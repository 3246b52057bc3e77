use std::collections::BTreeMap;
use std::fmt::Write;

use chrono::NaiveDate;

use crate::models::{OverallSeverity, SourceFinding};

/// One-line summary for CLI output.
pub fn summary_line(finding: &SourceFinding) -> String {
    format!(
        "- {} ({}) [{}] {} incidents, {} files, {} rows",
        finding.source_name,
        finding.source_id,
        finding.overall_severity.as_str().to_uppercase(),
        finding.incidents.len(),
        finding.today_file_count,
        finding.today_total_rows
    )
}

fn write_section<'a>(
    output: &mut String,
    title: &str,
    findings: impl Iterator<Item = &'a SourceFinding>,
) {
    let mut wrote_header = false;
    for finding in findings {
        if !wrote_header {
            let _ = writeln!(output, "{title}");
            wrote_header = true;
        }
        let _ = writeln!(
            output,
            "  Source: {} (id: {})",
            finding.source_name, finding.source_id
        );
        let _ = writeln!(
            output,
            "  Files: {}, Rows: {}",
            finding.today_file_count, finding.today_total_rows
        );
        for incident in &finding.incidents {
            let _ = writeln!(
                output,
                "    [{}] {}: {}",
                incident.severity.as_str().to_uppercase(),
                incident.kind.label(),
                incident.details
            );
        }
        let _ = writeln!(output);
    }
}

/// Renders the aggregated findings as structured plain text, grouped by
/// overall severity. This text is the sole contract with the downstream
/// report generator, so every count, filename, and percentage the
/// detectors produced is carried through literally.
pub fn format_findings_for_report(
    findings: &BTreeMap<String, SourceFinding>,
    execution_date: NaiveDate,
) -> String {
    let mut output = String::new();

    let _ = writeln!(
        output,
        "INCIDENT DETECTION FINDINGS FOR {} ({})",
        execution_date,
        execution_date.format("%A")
    );
    let _ = writeln!(output, "{}", "=".repeat(60));
    let _ = writeln!(output);

    let by_severity = |severity: OverallSeverity| {
        findings
            .values()
            .filter(move |f| f.overall_severity == severity)
    };
    let urgent_count = by_severity(OverallSeverity::Urgent).count();
    let attention_count = by_severity(OverallSeverity::Attention).count();
    let ok_count = by_severity(OverallSeverity::Ok).count();

    let _ = writeln!(
        output,
        "SUMMARY: {urgent_count} urgent, {attention_count} attention, {ok_count} ok"
    );
    let _ = writeln!(output);

    write_section(&mut output, "URGENT SOURCES:", by_severity(OverallSeverity::Urgent));
    write_section(
        &mut output,
        "ATTENTION SOURCES:",
        by_severity(OverallSeverity::Attention),
    );

    if ok_count > 0 {
        let _ = writeln!(output, "OK SOURCES:");
        for finding in by_severity(OverallSeverity::Ok) {
            let _ = writeln!(
                output,
                "  {} (id: {}): {} files, {} rows - Normal",
                finding.source_name,
                finding.source_id,
                finding.today_file_count,
                finding.today_total_rows
            );
        }
    }

    output
}

#[cfg(test)]
mod tests {
    use super::*;
    use crate::models::{Incident, IncidentKind, Severity};

    fn finding(
        source_id: &str,
        overall: OverallSeverity,
        incidents: Vec<Incident>,
    ) -> SourceFinding {
        SourceFinding {
            source_id: source_id.to_string(),
            source_name: format!("Source {source_id}"),
            incidents,
            overall_severity: overall,
            today_file_count: 4,
            today_total_rows: 152_000,
        }
    }

    fn missing_incident() -> Incident {
        Incident {
            kind: IncidentKind::MissingFiles {
                expected_count: 18,
                received_count: 4,
                missing_count: 14,
                last_weekday_count: 18,
            },
            severity: Severity::Urgent,
            details: "Only 4 of 18 expected files received. Minimum expected: 16. \
                      Last Mon: 18 files."
                .to_string(),
        }
    }

    fn sample_findings() -> BTreeMap<String, SourceFinding> {
        let mut findings = BTreeMap::new();
        findings.insert(
            "220505".to_string(),
            finding("220505", OverallSeverity::Urgent, vec![missing_incident()]),
        );
        findings.insert(
            "207936".to_string(),
            finding(
                "207936",
                OverallSeverity::Attention,
                vec![Incident {
                    kind: IncidentKind::UnexpectedEmptyFile {
                        filename: "BR_web_daily.csv".to_string(),
                        expected_empty_mean: 0.1,
                    },
                    severity: Severity::Attention,
                    details: "File 'BR_web_daily.csv' has 0 records. \
                              Expected empty files for Mon: mean=0.1"
                        .to_string(),
                }],
            ),
        );
        findings.insert(
            "228036".to_string(),
            finding("228036", OverallSeverity::Ok, Vec::new()),
        );
        findings
    }

    #[test]
    fn report_groups_by_severity_with_summary() {
        let date = NaiveDate::from_ymd_opt(2025, 9, 8).unwrap();
        let text = format_findings_for_report(&sample_findings(), date);

        assert!(text.starts_with("INCIDENT DETECTION FINDINGS FOR 2025-09-08 (Monday)"));
        assert!(text.contains("SUMMARY: 1 urgent, 1 attention, 1 ok"));
        assert!(text.contains("URGENT SOURCES:"));
        assert!(text.contains("ATTENTION SOURCES:"));
        assert!(text.contains("OK SOURCES:"));
        assert!(text.contains("  Source: Source 220505 (id: 220505)"));
        assert!(text.contains("[URGENT] missing_files: Only 4 of 18 expected files received."));
        assert!(text.contains("[ATTENTION] unexpected_empty_file:"));
        assert!(text.contains("  Source 228036 (id: 228036): 4 files, 152000 rows - Normal"));
    }

    #[test]
    fn report_omits_empty_sections() {
        let mut findings = BTreeMap::new();
        findings.insert(
            "228036".to_string(),
            finding("228036", OverallSeverity::Ok, Vec::new()),
        );
        let date = NaiveDate::from_ymd_opt(2025, 9, 9).unwrap();
        let text = format_findings_for_report(&findings, date);

        assert!(text.contains("SUMMARY: 0 urgent, 0 attention, 1 ok"));
        assert!(!text.contains("URGENT SOURCES:"));
        assert!(!text.contains("ATTENTION SOURCES:"));
        assert!(text.contains("OK SOURCES:"));
    }

    #[test]
    fn summary_line_carries_counts() {
        let line = summary_line(&finding(
            "220505",
            OverallSeverity::Urgent,
            vec![missing_incident()],
        ));
        assert_eq!(
            line,
            "- Source 220505 (220505) [URGENT] 1 incidents, 4 files, 152000 rows"
        );
    }
}
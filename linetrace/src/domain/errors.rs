//! Structured error types for linetrace
//!
//! Using thiserror for automatic Display implementation and error chaining.
//! Per-probe kernel rejections are not errors at this level; they are carried
//! in the session reports.

use std::path::PathBuf;
use std::process::ExitStatus;
use thiserror::Error;

/// Fatal errors raised while building the probe set, before any kernel state changes
#[derive(Error, Debug)]
pub enum BuildError {
    #[error("No DWARF debug information found (missing or empty .debug_info)")]
    NoDebugInfo,

    #[error("Malformed address range for function {function}: {reason}")]
    MalformedRange {
        function: String,
        reason: &'static str,
    },

    #[error("Compile unit {unit} defines requested functions but has no line program")]
    MissingLineProgram { unit: String },

    #[error("Functions not found: {}", .0.join(", "))]
    FunctionsNotFound(Vec<String>),

    #[error("Failed to decode DWARF: {0}")]
    Decode(#[from] gimli::Error),

    #[error("Failed to parse object file: {0}")]
    Object(#[from] object::Error),

    #[error(transparent)]
    Io(#[from] std::io::Error),
}

/// Errors from the probe session that are not tied to a single probe
#[derive(Error, Debug)]
pub enum SessionError {
    #[error("Cannot open probe control interface {}: {source}", path.display())]
    ControlUnavailable {
        path: PathBuf,
        #[source]
        source: std::io::Error,
    },

    #[error("No probes were accepted by the kernel")]
    NoProbesInstalled,

    #[error("Failed to run {program}: {source}")]
    CaptureSpawn {
        program: String,
        #[source]
        source: std::io::Error,
    },

    #[error("{program} exited with {status}")]
    CaptureFailed { program: String, status: ExitStatus },
}
//! # Debug Information Access
//!
//! The probe builder never talks to a DWARF library directly. It sees the
//! debug information through two small traits:
//!
//! - [`DebugSource`]: visits every compile unit in the container
//! - [`UnitSource`]: one compile unit's top-level subprograms, its range-list
//!   table and its line-number program
//!
//! [`dwarf::DwarfDebugInfo`] implements them on top of `gimli` and `object`
//! for an ELF file such as `vmlinux`.
//!
//! ## What a subprogram looks like
//!
//! ```text
//! DW_TAG_subprogram
//!   DW_AT_name      "tcp_sendmsg"
//!   DW_AT_low_pc    0xffffffff81a3b2c0
//!   DW_AT_high_pc   0x5c              <- usually a size, not an end address
//!
//! DW_TAG_subprogram
//!   DW_AT_name      "vfs_read"
//!   DW_AT_ranges    0x1c40            <- cold/hot split: several ranges
//! ```

use std::ops::Range;

use crate::domain::BuildError;

pub mod dwarf;

pub use dwarf::DwarfDebugInfo;

/// Encoding of `DW_AT_high_pc`
#[derive(Debug, Clone, Copy, PartialEq, Eq)]
pub enum HighPc {
    /// Constant class: size in bytes from `low_pc`
    Size(u64),
    /// Address class: absolute end address
    Address(u64),
}

impl HighPc {
    /// End address of the range starting at `low_pc`
    #[must_use]
    pub fn end(self, low_pc: u64) -> u64 {
        match self {
            HighPc::Size(size) => low_pc.saturating_add(size),
            HighPc::Address(end) => end,
        }
    }
}

/// The attributes of a top-level `DW_TAG_subprogram` the range resolver needs
#[derive(Debug, Clone, Default, PartialEq, Eq)]
pub struct Subprogram {
    /// Raw `DW_AT_name` bytes, as stored in the string table
    pub name: Option<Vec<u8>>,
    /// Carries `DW_AT_inline`
    pub inline: bool,
    /// Carries `DW_AT_declaration`
    pub declaration: bool,
    pub low_pc: Option<u64>,
    pub high_pc: Option<HighPc>,
    /// Offset of the entry's range list (`DW_AT_ranges`)
    pub ranges: Option<usize>,
}

/// One row of a line-number program
#[derive(Debug, Clone, Copy, PartialEq, Eq)]
pub struct LineRow {
    pub address: u64,
    pub is_stmt: bool,
    pub end_sequence: bool,
    pub file_index: u64,
    /// 0 when the row has no line
    pub line: u64,
    /// 0 for the left edge
    pub column: u64,
}

/// Read access to one compile unit
pub trait UnitSource {
    /// Human readable unit name for diagnostics
    fn name(&self) -> String;

    /// Direct children of the unit root that are subprograms, in DIE order
    ///
    /// # Errors
    /// Returns an error if the entries cannot be decoded
    fn subprograms(&self) -> Result<Vec<Subprogram>, BuildError>;

    /// Resolve the range list at `offset` into absolute address ranges
    ///
    /// # Errors
    /// Returns an error if the range list cannot be decoded
    fn range_list(&self, offset: usize) -> Result<Vec<Range<u64>>, BuildError>;

    /// All rows of the unit's line program, in program order, or `None` if the
    /// unit has no line program
    ///
    /// # Errors
    /// Returns an error if the line program cannot be decoded
    fn line_rows(&self) -> Result<Option<Vec<LineRow>>, BuildError>;

    /// File name for a line-program file index
    ///
    /// # Errors
    /// Returns an error if the file entry's name cannot be read
    fn file_name(&self, file_index: u64) -> Result<Option<String>, BuildError>;
}

/// A container of compile units
pub trait DebugSource {
    /// Call `visit` for every compile unit, stopping at the first error
    ///
    /// # Errors
    /// Returns the first error from decoding a unit header or from `visit`
    fn for_each_unit(
        &self,
        visit: &mut dyn FnMut(&dyn UnitSource) -> Result<(), BuildError>,
    ) -> Result<(), BuildError>;
}
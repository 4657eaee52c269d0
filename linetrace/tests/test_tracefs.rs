//! `Tracefs` against a temporary directory shaped like a tracefs mount

use std::fs;
use std::path::Path;

use linetrace::domain::{ProbeDescriptor, SessionError};
use linetrace::session::{ProbeControl, ProbeSession, Tracefs};

fn probe(identifier: &str, offset: u64) -> ProbeDescriptor {
    ProbeDescriptor {
        identifier: identifier.to_string(),
        function_name: "vfs_read".to_string(),
        offset,
    }
}

fn fake_tracefs(identifiers: &[&str]) -> tempfile::TempDir {
    let dir = tempfile::tempdir().unwrap();
    fs::write(dir.path().join("kprobe_events"), b"").unwrap();
    for id in identifiers {
        let event_dir = dir.path().join("events").join("kprobes").join(id);
        fs::create_dir_all(&event_dir).unwrap();
        fs::write(event_dir.join("enable"), b"0").unwrap();
    }
    dir
}

fn enable_state(root: &Path, identifier: &str) -> String {
    fs::read_to_string(root.join("events/kprobes").join(identifier).join("enable")).unwrap()
}

#[test]
fn test_definitions_are_appended() {
    let dir = fake_tracefs(&[]);
    fs::write(dir.path().join("kprobe_events"), b"p:existing do_sys_open+0x0\n").unwrap();

    let mut tracefs = Tracefs::open(dir.path()).unwrap();
    tracefs.define(&probe("read_c_L450_C2_0xffffffff81234567", 0x17)).unwrap();
    tracefs.remove(&probe("read_c_L450_C2_0xffffffff81234567", 0x17)).unwrap();

    let content = fs::read_to_string(dir.path().join("kprobe_events")).unwrap();
    assert_eq!(
        content,
        "p:existing do_sys_open+0x0\n\
         p:read_c_L450_C2_0xffffffff81234567 vfs_read+0x17\n\
         -:read_c_L450_C2_0xffffffff81234567\n"
    );
}

#[test]
fn test_enable_switch_written() {
    let dir = fake_tracefs(&["a"]);
    let mut tracefs = Tracefs::open(dir.path()).unwrap();

    tracefs.set_enabled(&probe("a", 0), true).unwrap();
    assert_eq!(enable_state(dir.path(), "a"), "1");

    tracefs.set_enabled(&probe("a", 0), false).unwrap();
    assert_eq!(enable_state(dir.path(), "a"), "0");
}

#[test]
fn test_missing_event_directory_fails_that_probe_only() {
    let dir = fake_tracefs(&["a"]);
    let mut tracefs = Tracefs::open(dir.path()).unwrap();

    assert!(tracefs.set_enabled(&probe("missing", 0), true).is_err());
    assert!(tracefs.set_enabled(&probe("a", 0), true).is_ok());
}

#[test]
fn test_open_without_kprobe_events() {
    let dir = tempfile::tempdir().unwrap();
    let err = Tracefs::open(dir.path()).unwrap_err();
    assert!(matches!(err, SessionError::ControlUnavailable { .. }));
}

#[test]
fn test_session_leaves_only_foreign_definitions_behind() {
    let dir = fake_tracefs(&["a", "b"]);
    let tracefs = Tracefs::open(dir.path()).unwrap();

    let (mut session, report) = ProbeSession::install(tracefs, vec![probe("a", 0), probe("b", 4)]);
    assert_eq!(report.installed, 2);
    assert!(session.enable_all().is_empty());
    assert_eq!(enable_state(dir.path(), "b"), "1");

    let teardown = session.teardown();

    assert!(teardown.is_clean());
    assert_eq!(teardown.removed, 2);
    assert_eq!(enable_state(dir.path(), "a"), "0");
    let content = fs::read_to_string(dir.path().join("kprobe_events")).unwrap();
    assert!(content.ends_with("-:a\n-:b\n"));
}
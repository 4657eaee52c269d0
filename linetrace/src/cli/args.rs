//! CLI argument definitions

use clap::Parser;
use std::path::PathBuf;

use crate::capture::DEFAULT_TOOL;

#[derive(Parser, Debug)]
#[command(
    name = "linetrace",
    version,
    about = "Trace every source line executed in chosen kernel functions",
    after_help = "\
EXAMPLES:
    sudo linetrace -f vfs_read                        Record until Ctrl+C
    sudo linetrace -f tcp_sendmsg -f tcp_recvmsg      Several functions at once
    linetrace -f vfs_read --dry-run                   Print probe definitions only
    sudo linetrace -f vfs_read -- -o read.dat         Pass options to trace-cmd"
)]
pub struct Args {
    /// Kernel function to trace (repeatable)
    #[arg(short = 'f', long = "function", value_name = "NAME", required = true)]
    pub functions: Vec<String>,

    /// Kernel image with DWARF debug info (auto-detected if omitted)
    #[arg(long, value_name = "PATH")]
    pub vmlinux: Option<PathBuf>,

    /// Tracefs mount point (auto-detected if omitted)
    #[arg(long, value_name = "DIR")]
    pub tracefs: Option<PathBuf>,

    /// Capture tool to run while probes are live
    #[arg(long, default_value = DEFAULT_TOOL)]
    pub tool: String,

    /// Print probe definitions without installing them
    #[arg(long)]
    pub dry_run: bool,

    /// Print probes as JSON (with --dry-run)
    #[arg(long, requires = "dry_run")]
    pub json: bool,

    /// Suppress non-essential output
    #[arg(short, long)]
    pub quiet: bool,

    /// Increase log verbosity (-v info, -vv debug)
    #[arg(short, long, action = clap::ArgAction::Count)]
    pub verbose: u8,

    /// Extra arguments for the capture tool, after `--`
    #[arg(last = true, value_name = "TOOL_ARGS")]
    pub passthrough: Vec<String>,
}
--
**To do:**
Using the data above, return each line that includes the word "Normal".

**Solution:**
                "  {} (id: {}): {} files, {} rows - Normal",
        assert!(text.contains("  Source 228036 (id: 228036): 4 files, 152000 rows - Normal"));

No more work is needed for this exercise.